L’exposition « Les canons de l’élégance », reflet du prestige des armées

27 October 2019 | PAR Magali Sautreuil

Que ce soit dans le civil ou dans le militaire, le paraître est signifiant. La tenue et les accessoires que l’on porte reflètent en effet non seulement notre statut social, mais aussi nos valeurs, notre réussite et bien d’autres choses encore… Laissez-vous conter donc l’histoire des canons de l’élégance pour découvrir ce qui se cache derrière le faste militaire.

En guise de mise en bouche à l’exposition Les canons de l’élégance ou pour tester vos connaissances après votre visite, le musée de l’Armée, en partenariat avec Artips, vous propose un cours en ligne consacré à l’uniforme sous toutes ses coutures du XVIIe siècle à nos jours, sous forme de quatre capsules de huit minutes chacune, dont le contenu scientifique a été vérifié par Dominique Prévôt, un des commissaires de l’exposition. Une manière ludique de découvrir l’histoire et l’évolution de l’uniforme ! http://arti.ps/museearmee

Un excellent complément à cette exposition qui réunit près de 240 objets ou ensembles d’objets, comprenant des pièces d’armurerie, d’uniforme ou d’équipement. Cet important corpus nous permet de suivre et de comprendre l’évolution des canons de l’élégance du XVIe siècle à nos jours.

Plus de deux-tiers de ces chefs d’œuvre d’art décoratif proviennent des collections du musée de l’Armée et plus particulièrement de ses réserves. Les expositions temporaires constituent d’ailleurs une excellente occasion non seulement de valoriser son fonds patrimonial, mais aussi de restaurer au fur et à mesure les collections qui en auraient besoin.
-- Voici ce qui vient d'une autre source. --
//! forge-reflect session dispatcher
//!
//! Bridges an interactive coding host's session lifecycle to three external
//! analysis tools and turns their output into at most one outward action per
//! event.
//!
//! # Overview
//!
//! The host reports three events. Each one starts an episode:
//!
//! - **session created**: run the digest tool and show its output as an info toast
//! - **session idle**: run the hard check, then (only if it did not block) the
//!   soft check; a blocking verdict becomes a warning toast
//! - **session compacting**: run the soft check and append its
//!   `additionalContext` to the host's compaction context
//!
//! Before the first episode the dispatcher makes sure the tools exist,
//! building them once if necessary. If that fails every episode is a no-op.
//!
//! # Architecture
//!
//! 1. **Locator** (`locator`): resolves tool paths under the module root
//! 2. **Build guard** (`guard`): one-shot readiness check and build
//! 3. **Executor** (`executor`): runs a tool with a bounded wait
//! 4. **Verdict interpreter** (`verdict`): decodes tool stdout
//! 5. **Dispatcher** (`dispatcher`): routes events and picks the action
//! 6. **Configuration** (`config`): `dispatcher:` section of `config.yaml`
//!
//! # Quick Start
//!
//! ```ignore
//! use forge_reflect_hooks::{CompactionOutput, SessionDispatcher, SessionEvent};
//!
//! let dispatcher = SessionDispatcher::from_host(worktree, &directory);
//!
//! let action = dispatcher
//!     .dispatch(SessionEvent::Idle { cwd: directory.clone() })
//!     .await;
//! if let Some(request) = action.to_host_request() {
//!     host.send(serde_json::to_value(request)?);
//! }
//!
//! let mut output = CompactionOutput::default();
//! dispatcher.apply_compaction(&directory, &mut output).await;
//! ```
//!
//! # Error Handling
//!
//! Nothing surfaces to the host. Internals return `Result<T>` (an alias for
//! `std::result::Result<T, DispatchError>`); the dispatcher logs failures with
//! `tracing` and degrades to [`OutwardAction::None`].
//!
//! # Thread Safety
//!
//! [`SessionDispatcher`] is `Send + Sync` and can be shared behind an `Arc`.

pub mod config;
pub mod dispatcher;
pub mod error;
pub mod events;
pub mod executor;
pub mod guard;
pub mod locator;
pub mod types;
pub mod verdict;

// Re-export public types
pub use config::{ConfigLoader, ConfigValidator, DispatcherConfig};
pub use dispatcher::{EventDispatcher, SessionDispatcher};
pub use error::{DispatchError, Result};
pub use events::SessionEvent;
pub use executor::{SubprocessToolRunner, ToolRunner};
pub use guard::{BuildGuard, CargoBuildGuard};
pub use locator::{ModuleRoot, ToolSet};
pub use types::{
    CompactingPayload, CompactionOutput, Decision, HostRequest, IdlePayload, InvocationRequest,
    OutwardAction, Severity, Toast, ToolKind, Verdict,
};
pub use verdict::VerdictInterpreter;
Les ateliers de restauration du musée, ainsi que les élèves de l’école Boulle pour certaines pièces, ont donc largement contribué à la réalisation de cette exposition.

Les élèves de l’École Boule des classes d’orfèvrerie, de sertissage… ont notamment participer à la restauration de l’épée de diamants de Louis XVI et de son fourreau, associés à une eau-forte réalisée en novembre 1789, qui présente cet ensemble intact. Jusqu’à l’année dernière, ce joyau de la Couronne était considéré comme perdu. Ce n’est qu’en établissant un lien entre la gravure versaillaise d’une part et, d’autre part, la lame et le fourreau, qui se trouvaient depuis maintes décennies dans les collections du musée de l’Armée, que les conservateurs ont réalisé qu’il n’en était rien. L’épée, dont la monture et le fourreau étaient garnis de près de 2200 diamants roses, n’a été portée qu’une seule fois par Louis XVI, lors de l’ouverture des États généraux, en mai 1789. Remisée au Garde-meuble, elle y a été dérobée en 1792. La lame en acier bleui gravé de fleurs de lys dorés et le fourreau en peau de reptile gainé sur une âme en bois ont été retrouvés seuls, sur un toit, sans les diamants, bien entendu… 
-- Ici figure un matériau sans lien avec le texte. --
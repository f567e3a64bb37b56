//! # TLB Maintenance
//!
//! Page-table writes go through [`TlbInvalidate`] so the walk can run
//! against simulated memory in tests while the kernel issues `invlpg`.

use kernel_memory_addresses::VirtualAddress;

/// Drops cached translations after a page-table entry changes.
pub trait TlbInvalidate {
    /// Invalidate the translation covering `va`. For a large page any
    /// address inside the page works.
    fn invalidate_page(&self, va: VirtualAddress);
}

/// Invalidates with `invlpg` on the executing CPU.
#[derive(Debug, Default, Copy, Clone)]
pub struct Invlpg;

impl TlbInvalidate for Invlpg {
    #[inline]
    fn invalidate_page(&self, va: VirtualAddress) {
        // SAFETY: invlpg has no memory effects beyond the TLB and is valid
        // for any address.
        unsafe {
            core::arch::asm!(
                "invlpg [{}]",
                in(reg) va.as_u64(),
                options(nostack, preserves_flags)
            );
        }
    }
}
Modèle de l’épée de Louis XVI (© Château de Versailles, Dist. RMN-Grand Palais / image château de Versailles).

Pour nous plonger dans le faste et le prestige du décorum des armées, nous sommes accueillis par une haie d’honneur, formée par des couteaux de brèche de la Garde impériale en fer bleui, gravé et doré. Dès le début, le ton est donné. Chaque objet présenté rivalise en effet avec le précédent que ce soit au niveau de son histoire, de ce qu’il symbolise, de ses matériaux ou de sa réalisation technique. 

Symbole du pouvoir politique, distinction honorifique, marque d’appartenance ou cadeau diplomatique, les objets militaires peuvent revêtir une multitude de sens, dont cette exposition se fait l’écho. 
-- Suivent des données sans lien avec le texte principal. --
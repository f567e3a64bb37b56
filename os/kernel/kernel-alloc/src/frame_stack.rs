//! # Self-hosted Free-Frame Stack
//!
//! Free frames are recorded in *nodes*: 4 KiB frames holding a link to the
//! next node and 511 frame addresses. Nodes form a singly linked chain from
//! the head (the node being filled) down to the first node (`next == 0`).
//!
//! - [`free`](FrameStack::free) pushes onto the head node. When the head is
//!   full, a spare node becomes the new head; without a spare, the freed
//!   frame itself becomes the new head.
//! - [`allocate`](FrameStack::allocate) pops from the head node. When the head
//!   is empty and is not the first node, its successor (which is full)
//!   becomes the head and the emptied node is kept as a spare.
//!
//! Spares are linked through their `next` word like the chain itself. Node
//! and spare frames are never handed out, so the free count is exactly the
//! number of recorded entries. Physical frame 0 is never recorded, since 0
//! marks the end of a chain.
//!
//! Freeing a frame that is still mapped, or that is already free, is not
//! detected; callers own that contract.

use kernel_info::boot::MemoryRegion;
use kernel_info::memory::FIRST_NODE_HINT;
use kernel_vmem::{
    BookkeepingFrames, FrameAlloc, PageSize, PhysMapper, PhysicalAddress, PhysicalPage, Size4K,
    align_down, align_up, zero_frame,
};
use log::{debug, error, info, trace, warn};

/// Frame addresses stored per node; the remaining word is the link.
pub const ENTRIES_PER_NODE: usize = 511;

const FRAME: u64 = Size4K::SIZE;

/// Layout of a bookkeeping frame.
#[repr(C, align(4096))]
struct StackNode {
    /// Physical address of the next (older, full) node; 0 ends the chain.
    next: u64,
    entries: [u64; ENTRIES_PER_NODE],
}

const _: () = assert!(size_of::<StackNode>() == 4096);

/// Frame allocator failures.
#[derive(Debug, Copy, Clone, PartialEq, Eq, thiserror::Error)]
pub enum PmmError {
    #[error("no free physical frames left")]
    OutOfMemory,
    #[error("{0} is not 4 KiB aligned")]
    Unaligned(PhysicalAddress),
    #[error("{0} holds free-stack bookkeeping")]
    StructuralFrame(PhysicalAddress),
    #[error("physical frame 0 cannot be tracked")]
    NullFrame,
    #[error("the memory map has no usable frame")]
    NoUsableMemory,
}

/// The physical memory manager.
pub struct FrameStack<'m, M: PhysMapper> {
    mapper: &'m M,
    head: PhysicalPage<Size4K>,
    /// Occupied entries in the head node.
    top: usize,
    first: PhysicalPage<Size4K>,
    /// Most recently retired node; its `next` links the older spares.
    spare: Option<PhysicalPage<Size4K>>,
    /// Bookkeeping frames, spares included.
    nodes: usize,
    /// Recorded entries over all nodes.
    free: u64,
}

impl<'m, M: PhysMapper> FrameStack<'m, M> {
    /// Build the stack from a firmware memory map.
    ///
    /// The first node is placed by [`pick_first_node`](Self::pick_first_node)
    /// and every other usable frame is pushed.
    ///
    /// # Errors
    /// [`PmmError::NoUsableMemory`] if no usable frame exists.
    ///
    /// # Safety
    /// Usable regions must really be unused RAM reachable through `mapper`,
    /// and nothing else may own them afterwards.
    pub unsafe fn init(mapper: &'m M, regions: &[MemoryRegion]) -> Result<Self, PmmError> {
        let Some(first) = Self::pick_first_node(regions) else {
            error!("memory map has no usable frame");
            return Err(PmmError::NoUsableMemory);
        };

        let mut stack = unsafe { Self::with_first_node(mapper, first) };
        for region in regions.iter().filter(|r| r.is_usable()) {
            let added = stack.add_region(region.base, region.length);
            debug!(
                "usable {:#x}..{:#x}: {added} frames",
                region.base,
                region.end().as_u64()
            );
        }

        info!(
            "physical memory: {} free frames ({} KiB) in {} nodes, first node at {first}",
            stack.free,
            stack.free * 4,
            stack.nodes
        );
        Ok(stack)
    }

    /// Start an empty stack whose first node is `first`.
    ///
    /// `first` may lie outside any usable region.
    ///
    /// # Safety
    /// `first` must be RAM reachable through `mapper` that nothing else uses.
    pub unsafe fn with_first_node(mapper: &'m M, first: PhysicalPage<Size4K>) -> Self {
        unsafe { zero_frame(mapper, first) };
        Self {
            mapper,
            head: first,
            top: 0,
            first,
            spare: None,
            nodes: 1,
            free: 0,
        }
    }

    /// Choose the first node's frame.
    ///
    /// Preference order: the frame at `FIRST_NODE_HINT` when a usable region
    /// contains it, then the lowest usable frame above the hint, then the
    /// lowest usable frame overall. Frame 0 is never chosen.
    #[must_use]
    pub fn pick_first_node(regions: &[MemoryRegion]) -> Option<PhysicalPage<Size4K>> {
        let spans = || {
            regions
                .iter()
                .filter(|r| r.is_usable())
                .map(|r| usable_span(r.base, r.length))
        };

        let contains_hint = spans()
            .any(|(start, end)| start <= FIRST_NODE_HINT && FIRST_NODE_HINT + FRAME <= end);
        let pick = if contains_hint {
            Some(FIRST_NODE_HINT)
        } else {
            spans()
                .filter_map(|(start, end)| {
                    let candidate = start.max(FIRST_NODE_HINT);
                    (candidate + FRAME <= end).then_some(candidate)
                })
                .min()
                .or_else(|| {
                    spans()
                        .filter(|(start, end)| start + FRAME <= *end)
                        .map(|(start, _)| start)
                        .min()
                })
        };
        pick.map(|pa| PhysicalPage::containing(PhysicalAddress::new(pa)))
    }

    /// Take over every whole frame of `[base, base + len)` except frame 0 and
    /// the first node. Returns the number of frames taken over; some of them
    /// may have become nodes rather than free entries.
    pub fn add_region(&mut self, base: u64, len: u64) -> u64 {
        let (start, end) = usable_span(base, len);
        let mut added = 0;
        let mut pa = start;
        while pa < end {
            let frame = PhysicalPage::containing(PhysicalAddress::new(pa));
            if frame != self.first {
                self.push(frame);
                added += 1;
            }
            pa += FRAME;
        }
        added
    }

    #[allow(clippy::mut_from_ref)]
    fn node(&self, frame: PhysicalPage<Size4K>) -> &mut StackNode {
        unsafe { self.mapper.phys_to_mut::<StackNode>(frame.base()) }
    }

    fn push(&mut self, frame: PhysicalPage<Size4K>) {
        if self.top == ENTRIES_PER_NODE {
            let Some(spare) = self.spare else {
                self.nodes += 1;
                self.grow(frame);
                trace!("free stack grew a node at {frame}");
                return;
            };
            self.spare = self.next_link(spare);
            self.grow(spare);
            trace!("free stack reused spare node {spare}");
        }

        let top = self.top;
        self.node(self.head).entries[top] = frame.as_u64();
        self.top += 1;
        self.free += 1;
    }

    /// Make `node` the new, empty head.
    fn grow(&mut self, node: PhysicalPage<Size4K>) {
        unsafe { zero_frame(self.mapper, node) };
        self.node(node).next = self.head.as_u64();
        self.head = node;
        self.top = 0;
    }

    /// Take a free frame.
    ///
    /// # Errors
    /// [`PmmError::OutOfMemory`] when no entry is left in any node.
    pub fn allocate(&mut self) -> Result<PhysicalPage<Size4K>, PmmError> {
        if self.top == 0 {
            let Some(next) = self.next_link(self.head) else {
                warn!("out of physical frames");
                return Err(PmmError::OutOfMemory);
            };

            // The successor is full; the emptied head waits as a spare.
            let retired = self.head;
            self.node(retired).next = self.spare.map_or(0, PhysicalPage::as_u64);
            self.spare = Some(retired);
            self.head = next;
            self.top = ENTRIES_PER_NODE;
            trace!("free stack retired node {retired}");
        }

        self.top -= 1;
        let top = self.top;
        let raw = self.node(self.head).entries[top];
        self.free -= 1;
        Ok(PhysicalPage::containing(PhysicalAddress::new(raw)))
    }

    /// Return the frame at `pa`.
    ///
    /// Checking `pa` against the bookkeeping frames walks every node and
    /// spare, so a free costs O(nodes); a node covers 511 frames, which
    /// keeps that walk short.
    ///
    /// # Errors
    /// - [`PmmError::Unaligned`] if `pa` is not 4 KiB aligned.
    /// - [`PmmError::NullFrame`] for physical frame 0.
    /// - [`PmmError::StructuralFrame`] if `pa` is one of the stack's nodes or
    ///   spares.
    ///
    /// The stack is unchanged on error.
    pub fn free(&mut self, pa: PhysicalAddress) -> Result<(), PmmError> {
        let Some(frame) = PhysicalPage::<Size4K>::from_aligned(pa) else {
            error!("refusing to free unaligned address {pa}");
            return Err(PmmError::Unaligned(pa));
        };
        if frame.as_u64() == 0 {
            warn!("refusing to free physical frame 0");
            return Err(PmmError::NullFrame);
        }
        if self.is_node(frame) {
            warn!("refusing to free {pa}: it is a free-stack node");
            return Err(PmmError::StructuralFrame(pa));
        }
        self.push(frame);
        Ok(())
    }

    fn is_node(&self, frame: PhysicalPage<Size4K>) -> bool {
        self.node_frames().any(|n| n == frame)
    }

    /// Frames `allocate` can still return: the recorded entries of all nodes.
    #[inline]
    #[must_use]
    pub const fn free_count(&self) -> u64 {
        self.free
    }

    /// Bookkeeping frames, spares included.
    #[inline]
    #[must_use]
    pub const fn node_count(&self) -> usize {
        self.nodes
    }

    #[inline]
    #[must_use]
    pub const fn first_node(&self) -> PhysicalPage<Size4K> {
        self.first
    }

    /// The bookkeeping frames: the chain from the head down to the first
    /// node, then the spares.
    #[must_use]
    pub fn node_frames(&self) -> NodeFrames<'_, 'm, M> {
        NodeFrames {
            stack: self,
            cursor: Some(self.head),
        }
    }

    /// The bookkeeping frame after `node`; the first node is followed by
    /// the spares.
    ///
    /// `node` must currently be a node or a spare.
    #[must_use]
    pub fn next_node(&self, node: PhysicalPage<Size4K>) -> Option<PhysicalPage<Size4K>> {
        if node == self.first {
            self.spare
        } else {
            self.next_link(node)
        }
    }

    fn next_link(&self, node: PhysicalPage<Size4K>) -> Option<PhysicalPage<Size4K>> {
        match self.node(node).next {
            0 => None,
            next => Some(PhysicalPage::containing(PhysicalAddress::new(next))),
        }
    }
}

/// Iterator over a [`FrameStack`]'s nodes.
pub struct NodeFrames<'s, 'm, M: PhysMapper> {
    stack: &'s FrameStack<'m, M>,
    cursor: Option<PhysicalPage<Size4K>>,
}

impl<M: PhysMapper> Iterator for NodeFrames<'_, '_, M> {
    type Item = PhysicalPage<Size4K>;

    fn next(&mut self) -> Option<Self::Item> {
        let node = self.cursor?;
        self.cursor = self.stack.next_node(node);
        Some(node)
    }
}

impl<M: PhysMapper> FrameAlloc for FrameStack<'_, M> {
    fn alloc_4k(&mut self) -> Option<PhysicalPage<Size4K>> {
        self.allocate().ok()
    }
}

impl<M: PhysMapper> BookkeepingFrames for FrameStack<'_, M> {
    fn first_bookkeeping_frame(&self) -> Option<PhysicalPage<Size4K>> {
        Some(self.head)
    }

    fn next_bookkeeping_frame(&self, frame: PhysicalPage<Size4K>) -> Option<PhysicalPage<Size4K>> {
        self.next_node(frame)
    }
}

/// Whole frames of `[base, base + len)` as `[start, end)`, skipping frame 0.
fn usable_span(base: u64, len: u64) -> (u64, u64) {
    let start = align_up(base, FRAME).max(FRAME);
    let end = align_down(base.saturating_add(len), FRAME);
    (start, end.max(start))
}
Certains ont même une fonction commémorative, telle que la bague offerte à un officier de l’armée royale qui accompagna le roi Louis XVIII en Belgique au retour de l’Empereur Napoléon Ier pendant les Cent-Jours. Elle porte la mention « Vive le roi quand même », à la lecture de laquelle un sourire nous a échappé…

Bien que l’exposition comporte douze séquences différentes, dans la majorité, transparaît la volonté d’affirmer son rang et son statut. Chaque salle semble ainsi être l’approfondissement de la précédente. Cette volonté est plus ou moins marquée selon les époques. Par exemple, au XVIIe siècle, le luxe dont s’entourent les officiers n’a pour seule limite que leurs moyens financiers. De nos jours, les tenues sont plus sobres et plus passe-partout… Toutefois, certains militaires semblent avoir  la fibre artistique et être un brin philosophe. Il en est ainsi de Roger Appert, un membre du 5e bataillon colonial de commandos parachutistes, ayant servi pendant la guerre coloniale d’Indochine. Il a fait personnaliser par un camarade le dos de sa veste de saut en toile kaki foncé modèle 1947 d’une étonnante peinture inspirée de la célèbre pièce de théâtre de William Shakespeare, La Tragique Histoire d’Hamlet, prince de Danemark. Hamlet y est représenté méditant sur la Mort et tenant le crâne de Yorick, l’ancien bouffon du roi du Danemark. Cette illustration s’inscrit dans la tradition des memento mori et rappelle que l’Homme n’est rien face à la mort…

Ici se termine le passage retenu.